Ну Тимофей уже давно не играет и в Одесских спектаклях тоже.

----------


## Инна Верро

> Ну Тимофей уже давно не играет и в Одесских спектаклях тоже.


 Можно спросить?
Откуда вы все знаете?

----------


## wertresh

> Можно спросить?
> Откуда вы все знаете?


 по работе положено

----------


## Винсент Вега

Подскажите пожалуйста. кто поет песню "джонни" из ОЖТ? Спасибо

----------


## tanychka

а что значит.спектакль 19,01,2010,а потом написано 30,12,2010...???это что опечатка или такой перерыв????http://web.ticketstream.cz/uats/site.frame.jsp?thread=

----------


## wertresh

19 января
9 февраля
2 марта
ближайшие спектакли

----------


## Katarina785

9 февраля какой спектакль?

----------


## wertresh

> 9 февраля какой спектакль?


 Ледис Найт

----------


## tanychka

может сделаете в этой темке опрос..по скольку раз люди были на Ледис Найт и ожт...было бы интересно..знаю,что я не одна была там уже больше 2х раз.....и ещё собираюсь...

----------


## wertresh

моя жена 7 раз была и еще собирается)))

----------


## Antakarana

Подскажите, а Особо Женатый Таксист когда будет?

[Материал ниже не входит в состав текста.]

//! Completion and novelty detection.
//!
//! Every wait here is a bounded polling loop. The deadline is computed once
//! when the wait starts and nothing is retried after it passes.
use crate::error::{DesignError, Result};
use regex::Regex;
use std::collections::HashSet;
use std::time::{Duration, Instant};

/// Time source for polling loops.
pub trait Clock {
    fn now(&self) -> Instant;
    fn sleep(&self, duration: Duration);
}

#[derive(Debug, Clone, Copy, Default)]
pub struct SystemClock;

impl Clock for SystemClock {
    fn now(&self) -> Instant {
        Instant::now()
    }

    fn sleep(&self, duration: Duration) {
        std::thread::sleep(duration);
    }
}

/// Interval and deadline of one polling loop.
#[derive(Debug, Clone, Copy, PartialEq, Eq)]
pub struct Poll {
    pub interval: Duration,
    pub timeout: Duration,
}

impl Poll {
    pub fn new(interval: Duration, timeout: Duration) -> Self {
        Self { interval, timeout }
    }
}

/// How a busy-indicator wait ended.
#[derive(Debug, Clone, Copy, PartialEq, Eq)]
pub enum Completion {
    /// The indicator was seen and then went away.
    Finished { waited: Duration },
    /// The indicator never showed up within the grace window.
    NeverStarted,
}

/// Wait for a visible "in progress" indicator to clear.
///
/// Succeeds on the first absent poll after the indicator was seen. If it is
/// never seen within `grace` (capped at the deadline), the operation is taken
/// as already complete.
pub fn wait_until_idle<F>(
    clock: &dyn Clock,
    poll: Poll,
    grace: Duration,
    what: &str,
    mut busy: F,
) -> Result<Completion>
where
    F: FnMut() -> Result<bool>,
{
    let start = clock.now();
    let grace = grace.min(poll.timeout);
    let mut seen = false;
    loop {
        let is_busy = busy()?;
        let elapsed = clock.now().saturating_duration_since(start);
        if is_busy {
            seen = true;
        } else if seen {
            tracing::debug!(what, waited_ms = elapsed.as_millis(), "indicator cleared");
            return Ok(Completion::Finished { waited: elapsed });
        } else if elapsed >= grace {
            tracing::debug!(what, "indicator never appeared");
            return Ok(Completion::NeverStarted);
        }
        if elapsed >= poll.timeout {
            return Err(timeout(what, poll.timeout));
        }
        clock.sleep(poll.interval);
    }
}

/// Wait until exactly `expected` items not in `before` are listed.
///
/// Identity is the item's stable identifier, never its position. More new
/// items than expected is `Inconsistent`; fewer at the deadline is `Timeout`.
pub fn wait_for_new_items<F>(
    clock: &dyn Clock,
    poll: Poll,
    before: &HashSet<String>,
    expected: usize,
    mut list: F,
) -> Result<Vec<String>>
where
    F: FnMut() -> Result<Vec<String>>,
{
    let start = clock.now();
    loop {
        let fresh = new_items(before, list()?);
        if fresh.len() == expected {
            tracing::info!(count = fresh.len(), "new items detected");
            return Ok(fresh);
        }
        if fresh.len() > expected {
            return Err(DesignError::Inconsistent {
                expected,
                observed: fresh.len(),
            });
        }
        if clock.now().saturating_duration_since(start) >= poll.timeout {
            return Err(timeout(
                &format!("{expected} new items ({} seen)", fresh.len()),
                poll.timeout,
            ));
        }
        clock.sleep(poll.interval);
    }
}

/// Wait for the page URL to match `pattern`; returns the matching URL.
pub fn wait_for_url<F>(
    clock: &dyn Clock,
    poll: Poll,
    pattern: &Regex,
    mut current: F,
) -> Result<String>
where
    F: FnMut() -> Result<String>,
{
    let start = clock.now();
    loop {
        let url = current()?;
        if pattern.is_match(&url) {
            return Ok(url);
        }
        if clock.now().saturating_duration_since(start) >= poll.timeout {
            let what = format!("a URL matching {}", pattern.as_str());
            return Err(timeout(&what, poll.timeout));
        }
        clock.sleep(poll.interval);
    }
}

/// Items in `current` that are absent from `before`, first occurrence order.
pub fn new_items(before: &HashSet<String>, current: Vec<String>) -> Vec<String> {
    let mut seen = HashSet::new();
    current
        .into_iter()
        .filter(|id| !before.contains(id) && seen.insert(id.clone()))
        .collect()
}

fn timeout(what: &str, after: Duration) -> DesignError {
    DesignError::Timeout {
        what: what.to_string(),
        waited_s: after.as_secs(),
    }
}
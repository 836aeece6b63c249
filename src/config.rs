//! Project configuration and environment overrides.
//!
//! `config.json` only carries defaults: start URLs, the driver command, and
//! wait budgets. Anything a run learns at runtime lives in the run store.
use anyhow::{Context, Result};
use serde::{Deserialize, Serialize};
use std::env;
use std::fs;
use std::path::{Path, PathBuf};
use std::time::Duration;

pub const CONFIG_ENV: &str = "DESIGNRUN_CONFIG";
pub const RUNS_DIR_ENV: &str = "DESIGN_RUNS_DIR";
pub const DRIVER_ENV: &str = "DESIGNRUN_DRIVER";
pub const LOG_ENV: &str = "DESIGNRUN_LOG";

pub const DEFAULT_CONFIG_FILE: &str = "config.json";
pub const DEFAULT_RUNS_DIR: &str = "runs";
pub const DEFAULT_AURA_START_URL: &str = "https://www.aura.build/";
pub const DEFAULT_VARIANT_START_URL: &str = "https://variant.com/projects";

/// Contents of `config.json`. Every field is optional.
#[derive(Debug, Clone, Default, Serialize, Deserialize)]
#[serde(default)]
pub struct ProjectConfig {
    pub runs_dir: Option<PathBuf>,
    /// Shell-style command line for the browser driver process.
    pub driver_command: Option<String>,
    #[serde(alias = "chatgpt_url")]
    pub chat_url: Option<String>,
    pub aura_start_url: Option<String>,
    pub variant_start_url: Option<String>,
    pub timeouts: TimeoutConfig,
}

/// Wait budgets in seconds.
#[derive(Debug, Clone, Copy, PartialEq, Eq, Serialize, Deserialize)]
#[serde(default)]
pub struct TimeoutConfig {
    pub chat_s: u64,
    pub aura_s: u64,
    pub variant_s: u64,
    pub reexport_s: u64,
    pub login_wait_s: u64,
}

impl Default for TimeoutConfig {
    fn default() -> Self {
        Self {
            chat_s: 180,
            aura_s: 150,
            variant_s: 300,
            reexport_s: 120,
            login_wait_s: 300,
        }
    }
}

impl TimeoutConfig {
    pub fn login_wait(&self) -> Duration {
        Duration::from_secs(self.login_wait_s)
    }
}

/// Effective settings for one invocation after flags, env, and file are merged.
#[derive(Debug, Clone)]
pub struct Settings {
    pub runs_dir: PathBuf,
    pub driver_command: Option<String>,
    pub project: ProjectConfig,
}

/// Flag values that take precedence over env and file.
#[derive(Debug, Clone, Default)]
pub struct Overrides {
    pub config: Option<PathBuf>,
    pub runs_dir: Option<PathBuf>,
    pub driver: Option<String>,
}

impl Settings {
    /// Resolve settings from flags, then the process environment, then the file.
    pub fn load(overrides: &Overrides) -> Result<Self> {
        let config_path = pick_path(overrides.config.clone(), env_value(CONFIG_ENV))
            .unwrap_or_else(|| PathBuf::from(DEFAULT_CONFIG_FILE));
        let project = load_project_config(&config_path)?;
        Ok(Self::merge(
            overrides,
            project,
            env_value(RUNS_DIR_ENV),
            env_value(DRIVER_ENV),
        ))
    }

    fn merge(
        overrides: &Overrides,
        project: ProjectConfig,
        runs_dir_env: Option<String>,
        driver_env: Option<String>,
    ) -> Self {
        let runs_dir = pick_path(overrides.runs_dir.clone(), runs_dir_env)
            .or_else(|| project.runs_dir.clone())
            .unwrap_or_else(|| PathBuf::from(DEFAULT_RUNS_DIR));
        let driver_command = overrides
            .driver
            .clone()
            .filter(|value| !value.trim().is_empty())
            .or(driver_env)
            .or_else(|| project.driver_command.clone());
        Self {
            runs_dir,
            driver_command,
            project,
        }
    }
}

/// Load `config.json`; a missing file yields defaults.
pub fn load_project_config(path: &Path) -> Result<ProjectConfig> {
    if !path.exists() {
        tracing::debug!(path = %path.display(), "no project config, using defaults");
        return Ok(ProjectConfig::default());
    }
    let bytes = fs::read(path).with_context(|| format!("read config {}", path.display()))?;
    let config: ProjectConfig = serde_json::from_slice(&bytes)
        .with_context(|| format!("parse config JSON {}", path.display()))?;
    Ok(config)
}

fn pick_path(flag: Option<PathBuf>, env_value: Option<String>) -> Option<PathBuf> {
    flag.or_else(|| env_value.map(PathBuf::from))
}

fn env_value(key: &str) -> Option<String> {
    env::var(key).ok().filter(|value| !value.trim().is_empty())
}

#[cfg(test)]
mod tests {
    use super::*;

    #[test]
    fn missing_config_file_yields_defaults() {
        let dir = tempfile::tempdir().expect("tempdir");
        let config = load_project_config(&dir.path().join("config.json")).expect("load");
        assert!(config.chat_url.is_none());
        assert_eq!(config.timeouts, TimeoutConfig::default());
    }

    #[test]
    fn chatgpt_url_key_is_accepted_and_partial_timeouts_merge() {
        let dir = tempfile::tempdir().expect("tempdir");
        let path = dir.path().join("config.json");
        fs::write(
            &path,
            r#"{"chatgpt_url": "https://chat.example/g/abc", "timeouts": {"variant_s": 42}}"#,
        )
        .expect("write config");
        let config = load_project_config(&path).expect("load");
        assert_eq!(config.chat_url.as_deref(), Some("https://chat.example/g/abc"));
        assert_eq!(config.timeouts.variant_s, 42);
        assert_eq!(config.timeouts.chat_s, 180);
    }

    #[test]
    fn malformed_config_is_an_error() {
        let dir = tempfile::tempdir().expect("tempdir");
        let path = dir.path().join("config.json");
        fs::write(&path, "{not json").expect("write config");
        let err = load_project_config(&path).expect_err("malformed config");
        assert!(err.to_string().contains("parse config JSON"));
    }

    #[test]
    fn runs_dir_prefers_flag_then_env_then_file() {
        let project = ProjectConfig {
            runs_dir: Some(PathBuf::from("from-file")),
            ..ProjectConfig::default()
        };
        let flag = Overrides {
            runs_dir: Some(PathBuf::from("from-flag")),
            ..Overrides::default()
        };
        let settings = Settings::merge(&flag, project.clone(), Some("from-env".into()), None);
        assert_eq!(settings.runs_dir, PathBuf::from("from-flag"));

        let settings = Settings::merge(
            &Overrides::default(),
            project.clone(),
            Some("from-env".into()),
            None,
        );
        assert_eq!(settings.runs_dir, PathBuf::from("from-env"));

        let settings = Settings::merge(&Overrides::default(), project, None, None);
        assert_eq!(settings.runs_dir, PathBuf::from("from-file"));

        let settings = Settings::merge(&Overrides::default(), ProjectConfig::default(), None, None);
        assert_eq!(settings.runs_dir, PathBuf::from(DEFAULT_RUNS_DIR));
    }
}
mod cache;
mod config;
mod http;
mod manifest;
#[cfg(test)]
mod testing;
mod worker;

use clap::{Parser, Subcommand};
use color_eyre::{eyre::eyre, Result};
use futures::future::join_all;
use std::path::{Path, PathBuf};
use std::sync::Arc;
use tracing::info;
use tracing_appender::non_blocking::WorkerGuard;
use tracing_subscriber::{fmt, prelude::*, EnvFilter};
use url::Url;

use cache::{CacheResult, CacheSource, CacheStorage, SqliteStorage};
use config::{Config, WorkerConfig};
use http::{Network, ReqwestNetwork, Request, Response};
use worker::{Activation, FetchOutcome, MessageOutcome, ServiceWorker};

type Worker = ServiceWorker<SqliteStorage, ReqwestNetwork>;

#[derive(Parser, Debug)]
#[command(name = "shellcache")]
#[command(about = "Versioned offline cache for web application bundles")]
#[command(version)]
struct Args {
  /// Path to config file (default: ./shellcache.yaml or $XDG_CONFIG_HOME/shellcache/config.yaml)
  #[arg(short, long)]
  config: Option<PathBuf>,

  /// Use a throwaway in-memory cache store
  #[arg(long)]
  in_memory: bool,

  #[command(subcommand)]
  command: Command,
}

#[derive(Subcommand, Debug)]
enum Command {
  /// Install the configured version; activates it unless it has to wait
  Install,
  /// Activate the version left waiting by install
  Activate,
  /// Send GET requests through the worker (paths resolve against the origin)
  Fetch {
    #[arg(required = true)]
    urls: Vec<String>,
  },
  /// Post a control message to the worker (skipWaiting, downloadOffline)
  Message { data: String },
  /// Show cache stores and how the activated manifest differs from the current one
  Status,
}

/// Initialize the tracing subscriber; the guard must live until exit so
/// buffered file output is flushed.
fn init_tracing(log_file: Option<&Path>) -> Result<Option<WorkerGuard>> {
  // Use RUST_LOG env var to control log level (e.g., RUST_LOG=debug)
  let filter = EnvFilter::try_from_default_env().unwrap_or_else(|_| EnvFilter::new("warn"));

  let (file_layer, guard) = match log_file {
    Some(path) => {
      let dir = path
        .parent()
        .filter(|p| !p.as_os_str().is_empty())
        .unwrap_or_else(|| Path::new("."));
      let name = path
        .file_name()
        .ok_or_else(|| eyre!("Invalid log file path: {}", path.display()))?;
      std::fs::create_dir_all(dir)
        .map_err(|e| eyre!("Failed to create log directory {}: {}", dir.display(), e))?;

      let (writer, guard) = tracing_appender::non_blocking(tracing_appender::rolling::never(dir, name));
      (
        Some(fmt::layer().with_ansi(false).with_writer(writer)),
        Some(guard),
      )
    }
    None => (None, None),
  };

  tracing_subscriber::registry()
    .with(filter)
    .with(fmt::layer().with_writer(std::io::stderr))
    .with(file_layer)
    .init();

  Ok(guard)
}

#[tokio::main]
async fn main() -> Result<()> {
  color_eyre::install()?;

  let args = Args::parse();

  // Load configuration
  let config = Config::load(args.config.as_deref())?;
  let _guard = init_tracing(config.log_path().as_deref())?;

  let worker_config = Arc::new(config.worker_config()?);
  let network = Arc::new(ReqwestNetwork::new(config.network.timeout())?);
  let storage = if args.in_memory {
    SqliteStorage::open_in_memory()?
  } else {
    SqliteStorage::open(config.database_path().as_deref())?
  };
  let storage = Arc::new(storage);

  info!(origin = %worker_config.origin, resources = worker_config.manifest.len(), "shellcache starting");

  match args.command {
    Command::Install => {
      let worker = ServiceWorker::new(worker_config, storage, network);
      match worker.update().await? {
        Some(activation) => print_activation(&worker, &activation),
        None => println!("Installed; waiting to activate (send skipWaiting or run activate)"),
      }
    }
    Command::Activate => {
      let worker = ServiceWorker::resume(worker_config, storage, network)?;
      print_activation(&worker, &worker.activate()?);
    }
    Command::Fetch { urls } => {
      let worker = ServiceWorker::resume(worker_config, storage, network)?;
      fetch_all(&worker, &urls).await?;
    }
    Command::Message { data } => {
      let worker = ServiceWorker::resume(worker_config, storage, network)?;
      match worker.handle_message(&data).await? {
        MessageOutcome::Ignored => println!("Ignored unknown message '{}'", data),
        MessageOutcome::SkipWaiting(Some(activation)) => print_activation(&worker, &activation),
        MessageOutcome::SkipWaiting(None) => println!("No version waiting; skip-waiting recorded"),
        MessageOutcome::Downloaded(keys) => {
          println!("Downloaded {} resources for offline use", keys.len());
          for key in keys {
            println!("  {}", key);
          }
        }
      }
    }
    Command::Status => {
      let worker = ServiceWorker::resume(worker_config, storage, network)?;
      print_status(&worker)?;
    }
  }

  Ok(())
}

/// Deliver requests concurrently, the way a page issues them. Requests the
/// worker declines go straight to the network.
async fn fetch_all(worker: &Worker, urls: &[String]) -> Result<()> {
  let origin = &worker.config().origin;
  let requests = urls
    .iter()
    .map(|u| {
      Url::parse(u)
        .or_else(|_| origin.join(u))
        .map(Request::get)
        .map_err(|e| eyre!("Invalid URL '{}': {}", u, e))
    })
    .collect::<Result<Vec<_>>>()?;

  let outcomes = join_all(requests.iter().map(|request| serve(worker, request))).await;

  for (request, outcome) in requests.iter().zip(outcomes) {
    match outcome {
      Ok(Served::Worker(result)) => {
        print_response(&request.url, &result.response, &result.source.to_string());
        if let (CacheSource::Offline, Some(at)) = (result.source, result.cached_at) {
          println!("  offline; serving copy cached at {}", at.to_rfc3339());
        }
      }
      Ok(Served::Passthrough(response)) => print_response(&request.url, &response, "passthrough"),
      Err(e) => println!("{}  error: {:#}", request.url, e),
    }
  }

  Ok(())
}

enum Served {
  Worker(CacheResult),
  Passthrough(Response),
}

async fn serve(worker: &Worker, request: &Request) -> Result<Served> {
  match worker.handle_fetch(request).await? {
    FetchOutcome::Respond(result) => Ok(Served::Worker(result)),
    FetchOutcome::Passthrough => Ok(Served::Passthrough(worker.network().fetch(request).await?)),
  }
}

fn print_response(url: &Url, response: &Response, source: &str) {
  println!(
    "{}  {}  {}  {} bytes  {}",
    url,
    response.status,
    source,
    response.body.len(),
    response.header("content-type").unwrap_or("-")
  );
}

fn print_activation(worker: &Worker, activation: &Activation) {
  match activation {
    Activation::FirstInstall { staged } => {
      println!("Activated first install with {} shell resources", staged.len());
    }
    Activation::Upgrade {
      retained,
      evicted,
      staged,
    } => {
      println!(
        "Activated upgrade: {} retained, {} evicted, {} staged",
        retained.len(),
        evicted.len(),
        staged.len()
      );
      for key in evicted {
        println!("  - {}", key);
      }
      for key in staged {
        println!("  + {}", key);
      }
    }
    Activation::Reset { error } => {
      println!("Upgrade failed, all caches cleared: {}", error);
    }
  }
  if worker.clients_claimed() {
    println!("Worker {} and controlling open pages", worker.state());
  }
}

fn print_status(worker: &Worker) -> Result<()> {
  let config: &WorkerConfig = worker.config();
  let storage = worker.storage();

  println!("Worker: {}", worker.state());
  println!("Origin: {}", config.origin);
  println!(
    "Manifest: {} resources, {} in shell",
    config.manifest.len(),
    config.shell.len()
  );

  println!("Caches:");
  let names = storage.cache_names()?;
  if names.is_empty() {
    println!("  (none)");
  }
  for name in names {
    println!("  {}: {} entries", name, storage.keys(&name)?.len());
  }

  match worker.snapshot()? {
    None => println!("No activated manifest; next activation is a first install"),
    Some(previous) => {
      let diff = config.manifest.diff(&previous);
      println!(
        "Since last activation: {} added, {} changed, {} removed, {} unchanged",
        diff.added.len(),
        diff.changed.len(),
        diff.removed.len(),
        diff.unchanged.len()
      );
      for key in &diff.changed {
        println!("  ~ {}", key);
      }
      for key in &diff.removed {
        println!("  - {}", key);
      }
    }
  }

  Ok(())
}
//! Request interception.

use color_eyre::Result;
use reqwest::Method;
use tracing::debug;

use super::{ServiceWorker, WorkerState};
use crate::cache::{CacheResult, CacheStorage};
use crate::http::{Network, Request};
use crate::manifest::{resource_key, ROOT_KEY};

/// How the worker handled a request.
#[derive(Debug)]
pub enum FetchOutcome {
  /// Not a bundle resource; the host performs the request itself
  Passthrough,
  /// Answered by the worker
  Respond(CacheResult),
}

impl<S: CacheStorage, N: Network> ServiceWorker<S, N> {
  /// Handle an outgoing request.
  ///
  /// Only GET requests for manifest resources are intercepted, and only once
  /// this version is active. The root document is fetched online-first so
  /// the landing page tracks the latest deployment; everything else is
  /// served cache-first and cached lazily.
  pub async fn handle_fetch(&self, request: &Request) -> Result<FetchOutcome> {
    if request.method != Method::GET {
      return Ok(FetchOutcome::Passthrough);
    }

    let state = self.state();
    if state != WorkerState::Activated {
      debug!(url = %request.url, %state, "Worker not active, passing through");
      return Ok(FetchOutcome::Passthrough);
    }

    let key = match resource_key(&self.config.origin, &request.url) {
      Some(key) if self.config.manifest.contains(&key) => key,
      _ => {
        debug!(url = %request.url, "Not a bundle resource, passing through");
        return Ok(FetchOutcome::Passthrough);
      }
    };

    let content = &self.config.caches.content;
    let result = if key == ROOT_KEY {
      self.layer.network_first(content, request).await?
    } else {
      self.layer.cache_first(content, request).await?
    };

    debug!(%key, source = %result.source, status = result.response.status, "Served");
    Ok(FetchOutcome::Respond(result))
  }
}
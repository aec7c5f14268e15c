//! Cache layer that orchestrates caching logic with network fetching.

use color_eyre::{eyre::eyre, Result};
use futures::future::try_join_all;
use std::sync::Arc;
use tracing::{debug, warn};
use url::Url;

use super::storage::CacheStorage;
use super::traits::CacheResult;
use crate::http::{Network, Request, Response};

/// Cache layer that manages caching logic and network fetching.
///
/// This layer sits between the worker and the network, filling named caches
/// from network responses and serving from them when appropriate.
pub struct CacheLayer<S: CacheStorage, N: Network> {
  storage: Arc<S>,
  network: Arc<N>,
}

impl<S: CacheStorage, N: Network> CacheLayer<S, N> {
  /// Create a new cache layer over the given storage and network.
  pub fn new(storage: Arc<S>, network: Arc<N>) -> Self {
    Self { storage, network }
  }

  pub fn storage(&self) -> &S {
    &self.storage
  }

  pub fn network(&self) -> &N {
    &self.network
  }

  /// Fetch every request and store all responses, or none.
  ///
  /// Requests run concurrently. A transport failure or a non-2xx status on
  /// any of them fails the whole batch before anything is written.
  pub async fn add_all(&self, cache: &str, requests: &[Request]) -> Result<usize> {
    let fetched = try_join_all(requests.iter().map(|request| async move {
      let response = self.network.fetch(request).await?;
      if !response.is_ok() {
        return Err(eyre!(
          "Request for {} failed with status {}",
          request.url,
          response.status
        ));
      }
      Ok((request, response))
    }))
    .await?;

    self.storage.open(cache)?;
    for (request, response) in &fetched {
      self.storage.put(cache, &request.url, response)?;
    }

    Ok(fetched.len())
  }

  /// Copy every entry of one cache into another, overwriting. Returns the
  /// copied URLs.
  pub fn copy_entries(&self, from: &str, to: &str) -> Result<Vec<Url>> {
    let keys = self.storage.keys(from)?;
    for url in &keys {
      if let Some(cached) = self.storage.get(from, url)? {
        self.storage.put(to, url, &cached.response)?;
      }
    }
    Ok(keys)
  }

  /// Fetch with cache-first strategy.
  ///
  /// 1. Check cache - if present, return immediately
  /// 2. If missing, fetch from network
  /// 3. Store successful (2xx) responses before returning them
  ///
  /// Error statuses are returned uncached; transport failures propagate.
  pub async fn cache_first(&self, cache: &str, request: &Request) -> Result<CacheResult> {
    if let Some(cached) = self.storage.get(cache, &request.url)? {
      debug!(url = %request.url, "Cache hit");
      return Ok(CacheResult::from_cache(cached));
    }

    debug!(url = %request.url, "Cache miss, fetching");
    let response = self.network.fetch(request).await?;
    self.store_if_ok(cache, request, &response);
    Ok(CacheResult::from_network(response))
  }

  /// Fetch with network-first strategy.
  ///
  /// 1. Fetch from network; store and return successful responses
  /// 2. On network failure, return the cached copy (offline mode)
  /// 3. With no cached copy, propagate the network error
  pub async fn network_first(&self, cache: &str, request: &Request) -> Result<CacheResult> {
    match self.network.fetch(request).await {
      Ok(response) => {
        self.store_if_ok(cache, request, &response);
        Ok(CacheResult::from_network(response))
      }
      Err(err) => match self.storage.get(cache, &request.url) {
        Ok(Some(cached)) => {
          debug!(url = %request.url, error = %err, "Network failed, serving cached copy");
          Ok(CacheResult::offline(cached))
        }
        Ok(None) => Err(err),
        Err(lookup) => {
          warn!(url = %request.url, error = %lookup, "Offline cache lookup failed");
          Err(err)
        }
      },
    }
  }

  /// Cache writes on the request path never fail the request.
  fn store_if_ok(&self, cache: &str, request: &Request, response: &Response) {
    if !response.is_ok() {
      debug!(url = %request.url, status = response.status, "Not caching error response");
      return;
    }
    if let Err(e) = self.storage.put(cache, &request.url, response) {
      warn!(url = %request.url, error = %e, "Failed to cache response");
    }
  }
}
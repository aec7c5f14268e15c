//! Core types for the caching system.

use chrono::{DateTime, Utc};

use crate::http::Response;

/// A response held in a cache store.
#[derive(Debug, Clone)]
pub struct CachedResponse {
  /// The stored response
  pub response: Response,
  /// When the response was stored
  pub cached_at: DateTime<Utc>,
}

/// Result of a strategy fetch, including the response and where it came from.
#[derive(Debug, Clone)]
pub struct CacheResult {
  /// The response handed back to the caller
  pub response: Response,
  /// Where the response came from
  pub source: CacheSource,
  /// When the response was cached (if from cache)
  pub cached_at: Option<DateTime<Utc>>,
}

impl CacheResult {
  /// Create a new cache result from a live network response.
  pub fn from_network(response: Response) -> Self {
    Self {
      response,
      source: CacheSource::Network,
      cached_at: None,
    }
  }

  /// Create a new cache result from a cache hit.
  pub fn from_cache(cached: CachedResponse) -> Self {
    Self {
      response: cached.response,
      source: CacheSource::Cache,
      cached_at: Some(cached.cached_at),
    }
  }

  /// Create a new cache result for offline mode.
  pub fn offline(cached: CachedResponse) -> Self {
    Self {
      response: cached.response,
      source: CacheSource::Offline,
      cached_at: Some(cached.cached_at),
    }
  }
}

/// Indicates where a response came from.
#[derive(Debug, Clone, Copy, PartialEq, Eq)]
pub enum CacheSource {
  /// Live response from the network
  Network,
  /// Served from cache without touching the network
  Cache,
  /// Network unavailable, serving cached data
  Offline,
}

impl std::fmt::Display for CacheSource {
  fn fmt(&self, f: &mut std::fmt::Formatter<'_>) -> std::fmt::Result {
    let label = match self {
      Self::Network => "network",
      Self::Cache => "cache",
      Self::Offline => "offline",
    };
    f.write_str(label)
  }
}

> моя жена 7 раз была и еще собирается)))


 Как же я понимаю Вашу жену, - схожу-ка и я восьмой разок на днях

----------


## tapa

Лучше бы они новые спектакли уже поставили, да я понимаю что это отличные спектакли, сама оба смотрела, но не хочется вам чего-то новенького и такого же качественного? Может и ничего не ставят от того, что люди все идут и идут на эти спектакли, а идут, т.к. ничего качественно-нового нет. Замкнутый круг какой-то.

----------


## Подруга Детства

и я была и еще пойду
отлично!"!!!!!

----------


## Antakarana

*to tapa* 
Всё просто как 2х2 - что приносит деньги, то и ставят. 
Ведь не факт, что новый спектакль будет также популярен.

----------


## yurina99

> Ну Тимофей уже давно не играет и в Одесских спектаклях тоже.


 А почему?

----------


## Viktorina

Подскажите, пожалуйста, когда ближайшие спектакли ЛН и ОЖТ?

----------


## wertresh

ЛН - 23 марта
ОЖТ - 16 марта

----------


## BubbleGum

Скажите, а есть еще билеты на ЛН на 23 марта и сколько они вообще стоят? и какой спектакль лушче ОЖТ или ЛН?

----------


## wertresh

> Скажите, а есть еще билеты на ЛН на 23 марта и сколько они вообще стоят? и какой спектакль лушче ОЖТ или ЛН?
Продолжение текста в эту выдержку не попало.